Member Reviews
Tales from the swamp
We all know it, but the details are still stomach-churning. American Oligarchy relates how the Ruling Class operates. It is focused mainly on government, where electeds vote themselves perks like free cars, multiple no-obligation airline reservations (first class), and free global junkets for friends and family on 16 planes maintained by the Air Force for their private use. It allows them to hire friends and family on taxpayer money, and earmark cash grants for favored businesses. They spend half their time raising money for their next election, and the rest accepting gifts, dinners and more junkets from lobbyists, while steadfastly maintaining it has no effect on their positions. They live high off the perks, high off the PAC money, high off the lobbies, and eventually become millionaires themselves (Half of them are at any given time). The system is way out of whack.

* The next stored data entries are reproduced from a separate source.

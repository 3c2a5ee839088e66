//! Amount and eligibility rules for offers and counter-offers.
//!
//! Rules run in a fixed order and every violation is collected, so a caller
//! can show all problems at once:
//!
//! 1. amount must be positive
//! 2. a counter must change the amount
//! 3. amount must not exceed the ceiling (listing price × `ceiling_bps`)
//! 4. sellers counter upward, buyers counter downward
//! 5. one pending offer per buyer and listing
//! 6. a buyer may only open a limited number of offers on a listing
//! 7. a negotiation chain may only hold a limited number of offers
//!
//! When rule 1 fires, rules 2 to 4 are skipped.

use crate::config::NegotiationConfig;
use crate::error::ValidationIssue;
use crate::offer::{Amount, Offer, OfferId, Role};
use std::fmt;

#[derive(Debug, Clone, Default, PartialEq, Eq)]
pub struct ValidationReport {
    issues: Vec<ValidationIssue>,
}

impl ValidationReport {
    pub fn is_valid(&self) -> bool {
        self.issues.is_empty()
    }
    pub fn issues(&self) -> &[ValidationIssue] {
        &self.issues
    }
    pub fn contains(&self, issue: &ValidationIssue) -> bool {
        self.issues.contains(issue)
    }
    /// The conflicting offer when a duplicate was detected.
    pub fn duplicate_of(&self) -> Option<&OfferId> {
        self.issues.iter().find_map(|issue| match issue {
            ValidationIssue::DuplicatePendingOffer { existing_offer_id } => Some(existing_offer_id),
            _ => None,
        })
    }
}

impl fmt::Display for ValidationReport {
    fn fmt(&self, f: &mut fmt::Formatter<'_>) -> fmt::Result {
        let messages: Vec<String> = self.issues.iter().map(ToString::to_string).collect();
        f.write_str(&messages.join("; "))
    }
}

#[derive(Debug, Clone, PartialEq, Eq)]
struct Parent {
    id: OfferId,
    amount: Amount,
}

/// Everything the rules need to know besides the candidate amount.
#[derive(Debug, Clone, PartialEq, Eq)]
pub struct ValidationContext {
    actor: Role,
    listing_price: Amount,
    parent: Option<Parent>,
    pending_offer: Option<OfferId>,
    offers_made: usize,
    chain_len: usize,
}

impl ValidationContext {
    /// Context for a buyer opening a fresh offer.
    pub fn initial(listing_price: Amount) -> Self {
        Self {
            actor: Role::Buyer,
            listing_price,
            parent: None,
            pending_offer: None,
            offers_made: 0,
            chain_len: 0,
        }
    }
    /// Context for `actor` countering `parent`.
    pub fn counter(parent: &Offer, actor: Role, listing_price: Amount) -> Self {
        Self::counter_to(&parent.id, parent.amount, actor, listing_price)
    }

    pub fn counter_to(parent_id: &str, parent_amount: Amount, actor: Role, listing_price: Amount) -> Self {
        Self {
            actor,
            listing_price,
            parent: Some(Parent {
                id: parent_id.to_string(),
                amount: parent_amount,
            }),
            pending_offer: None,
            offers_made: 0,
            chain_len: 1,
        }
    }
    pub fn set_pending_offer(mut self, pending: Option<OfferId>) -> Self {
        self.pending_offer = pending;
        self
    }
    pub fn set_offers_made(mut self, count: usize) -> Self {
        self.offers_made = count;
        self
    }
    pub fn set_chain_len(mut self, len: usize) -> Self {
        self.chain_len = len;
        self
    }
}

#[derive(Debug, Clone, Copy, PartialEq, Eq)]
pub struct Validator {
    ceiling_bps: u32,
    max_offers_per_listing: usize,
    max_counter_rounds: usize,
}

impl Default for Validator {
    fn default() -> Self {
        Self::from_config(&NegotiationConfig::default())
    }
}

impl Validator {
    pub fn from_config(config: &NegotiationConfig) -> Self {
        Self {
            ceiling_bps: config.ceiling_bps,
            max_offers_per_listing: config.max_offers_per_listing,
            max_counter_rounds: config.max_counter_rounds,
        }
    }

    /// Highest acceptable amount for a listing, rounded down.
    pub fn ceiling(&self, listing_price: Amount) -> Amount {
        let ceiling = i128::from(listing_price) * i128::from(self.ceiling_bps) / 10_000;
        ceiling.clamp(i128::from(Amount::MIN), i128::from(Amount::MAX)) as Amount
    }

    pub fn validate(&self, amount: Amount, ctx: &ValidationContext) -> ValidationReport {
        let mut issues = Vec::new();

        if amount <= 0 {
            issues.push(ValidationIssue::AmountNotPositive);
        } else {
            if let Some(parent) = &ctx.parent {
                if amount == parent.amount {
                    issues.push(ValidationIssue::AmountUnchanged);
                }
            }
            // compare in i128 so large prices cannot overflow
            if i128::from(amount) * 10_000 > i128::from(ctx.listing_price) * i128::from(self.ceiling_bps) {
                issues.push(ValidationIssue::AmountExceedsCeiling {
                    ceiling: self.ceiling(ctx.listing_price),
                });
            }
            if let Some(parent) = &ctx.parent {
                let wrong_way = match ctx.actor {
                    Role::Seller => amount < parent.amount,
                    Role::Buyer => amount > parent.amount,
                };
                if wrong_way {
                    issues.push(ValidationIssue::AmountWrongDirection { role: ctx.actor });
                }
            }
        }

        if let Some(existing) = &ctx.pending_offer {
            let is_parent = ctx.parent.as_ref().is_some_and(|parent| &parent.id == existing);
            if !is_parent {
                issues.push(ValidationIssue::DuplicatePendingOffer {
                    existing_offer_id: existing.clone(),
                });
            }
        }

        match &ctx.parent {
            None if ctx.offers_made >= self.max_offers_per_listing => {
                issues.push(ValidationIssue::OfferLimitReached {
                    limit: self.max_offers_per_listing,
                });
            }
            Some(_) if ctx.chain_len >= self.max_counter_rounds => {
                issues.push(ValidationIssue::CounterRoundsExhausted {
                    limit: self.max_counter_rounds,
                });
            }
            _ => {}
        }

        ValidationReport { issues }
    }
}

/// Validates with the default policy.
pub fn validate(amount: Amount, ctx: &ValidationContext) -> ValidationReport {
    Validator::default().validate(amount, ctx)
}
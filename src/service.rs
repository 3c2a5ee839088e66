//! Service layer API for offer negotiation
use crate::activity::ActivityEntry;
use crate::clock::Clock;
use crate::config::NegotiationConfig;
use crate::economics::{self, CounterSuggestion};
use crate::error::{ActionKind, OfferError, Result, StoreError};
use crate::expiry::{self, ExpiryEffect, ExpiryReading};
use crate::machine::{
    self, Action, Actor, BuyerStanding, Command, CounterTerms, OfferMachine, Transition,
};
use crate::offer::{
    Amount, ConversationId, Offer, OfferDraft, OfferEvent, OfferId, OfferStatus, Role, TimeStamp,
    UserId,
};
use crate::projector::{self, ChatMessagePayload};
use crate::reservation::{Reservation, ReservationRequest, ReservationStatus};
use crate::store::{MessageLog, OfferStore, ReservationDesk, SledStore};
use crate::utils;
use crate::validator::ValidationContext;
use chrono::Utc;
use sled::Db;
use std::collections::HashSet;
use std::sync::Arc;
use tracing::{debug, error, info, warn};

/// An accepted offer together with the listing hold it produced.
#[derive(Debug, Clone, PartialEq, Eq)]
pub struct Acceptance {
    pub offer: Offer,
    pub reservation: Reservation,
}

#[derive(Debug, Clone, PartialEq, Eq)]
pub struct CounterOutcome {
    /// The offer that was answered, now `countered`.
    pub original: Offer,
    /// The new pending offer.
    pub counter: Offer,
}

/// Result of one expiry sweep.
#[derive(Debug, Clone, Default, PartialEq, Eq)]
pub struct SweepReport {
    pub expired: Vec<OfferId>,
    pub failed: Vec<(OfferId, String)>,
}

/// An offer that entered its warning window during this pass.
#[derive(Debug, Clone, PartialEq, Eq)]
pub struct ExpiryNotice {
    pub offer_id: OfferId,
    pub conversation_id: ConversationId,
    /// The party who still has to respond.
    pub recipient_id: UserId,
    pub reading: ExpiryReading,
}

pub struct OfferService {
    offers: Arc<dyn OfferStore>,
    reservations: Arc<dyn ReservationDesk>,
    messages: Arc<dyn MessageLog>,
    clock: Arc<dyn Clock>,
    machine: OfferMachine,
}
/// Server setup and initialization
///
/// Wires together all components: database, stores, identity provider, session
/// observer and HTTP routes. Provides the main application factory function for
/// creating the Axum app.

use crate::{
    api::{
        create_auth_routes, create_page_routes, create_profile_routes, create_project_routes,
        AppState,
    },
    auth::{IdentityProvider, SessionObserver},
    config::Config,
    store::{ChangeFeed, DatabaseManager, ProfileStore, ProjectStore},
};
use anyhow::{Context, Result};
use axum::{routing::get, Router};
use std::sync::Arc;
use tokio::net::TcpListener;
use tracing_subscriber::EnvFilter;

/// Build the shared application state
///
/// Opens the database, provisions the admin account when configured and starts
/// the session observer.
pub async fn create_state(config: &Config) -> Result<AppState> {
    tracing::info!("🗄️ Initializing document store");
    let database = DatabaseManager::connect(&config.database)
        .await
        .context("Failed to open database")?;

    let changes = ChangeFeed::new();
    let projects = ProjectStore::new(database.pool().clone(), changes.clone());
    let profile = ProfileStore::new(database.pool().clone(), changes);

    tracing::info!("🔐 Initializing identity provider");
    let identity = IdentityProvider::connect_with_ttl(database.pool().clone(), config.auth.session_ttl())
        .await
        .context("Failed to initialize identity provider")?;

    match (&config.auth.admin_email, &config.auth.admin_password) {
        (Some(email), Some(password)) => {
            identity
                .ensure_user(email, password)
                .await
                .context("Failed to provision admin account")?;
        }
        _ => tracing::warn!("⚠️ No admin credentials configured; the admin area will be unreachable"),
    }

    let observer = Arc::new(SessionObserver::spawn(&identity));

    Ok(AppState {
        projects,
        profile,
        identity,
        observer,
    })
}

/// Create the main Axum application with all routes
pub async fn create_app(config: Config) -> Result<Router> {
    let state = create_state(&config).await?;

    tracing::info!("📡 Creating HTTP router with all endpoints");
    let app = Router::new()
        // Health check endpoint
        .route("/healthz", get(health_check))
        // Site pages from the route table
        .merge(create_page_routes())
        // Admin and data API
        .merge(create_auth_routes())
        .merge(create_project_routes())
        .merge(create_profile_routes())
        .with_state(state);

    tracing::info!("✅ Application initialized successfully");

    Ok(app)
}

/// Start the HTTP server with the given configuration
///
/// Creates the application and starts the Axum server on the configured address and port.
pub async fn start_server(config: Config) -> Result<()> {
    // Initialize tracing subscriber for logging, RUST_LOG overrides the default level
    tracing_subscriber::fmt()
        .with_env_filter(EnvFilter::try_from_default_env().unwrap_or_else(|_| EnvFilter::new("info")))
        .with_target(false)
        .with_thread_ids(true)
        .with_level(true)
        .init();

    tracing::info!("Starting folio server...");

    let app = create_app(config.clone()).await?;

    let bind_addr = format!("{}:{}", config.server.host, config.server.port);
    let listener = TcpListener::bind(&bind_addr).await?;

    tracing::info!("Server listening on http://{}", listener.local_addr()?);

    axum::serve(listener, app.into_make_service()).await?;

    Ok(())
}

/// Health check endpoint handler
async fn health_check() -> &'static str {
    "ok"
}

Formisano says the United States is headed beyond oligarchy to an aristocracy of inherited wealth, as the ruling class joins the business aristocracy in stashing wealth for its progeny. Nepotism is plainly visible right on television, as networks compete to hire the children of the ruling class right out of school.
Our so-called market economy is becoming a market society, where the wealthy can cut in line. A classic example is paying for a high-occupancy-vehicle “permit” even though you always drive alone. America is corrupt, through and through. Americans look at the bribery that goes on elsewhere and shudder. But it is the way of life in American government, and everyone on all sides is there to get rich first and above all. The middle class and the poor only count on election day when they all suddenly become populists.
As Formisano points out, this sort of rot is absolutely typical of a country in its late stages. It is a sign of the end.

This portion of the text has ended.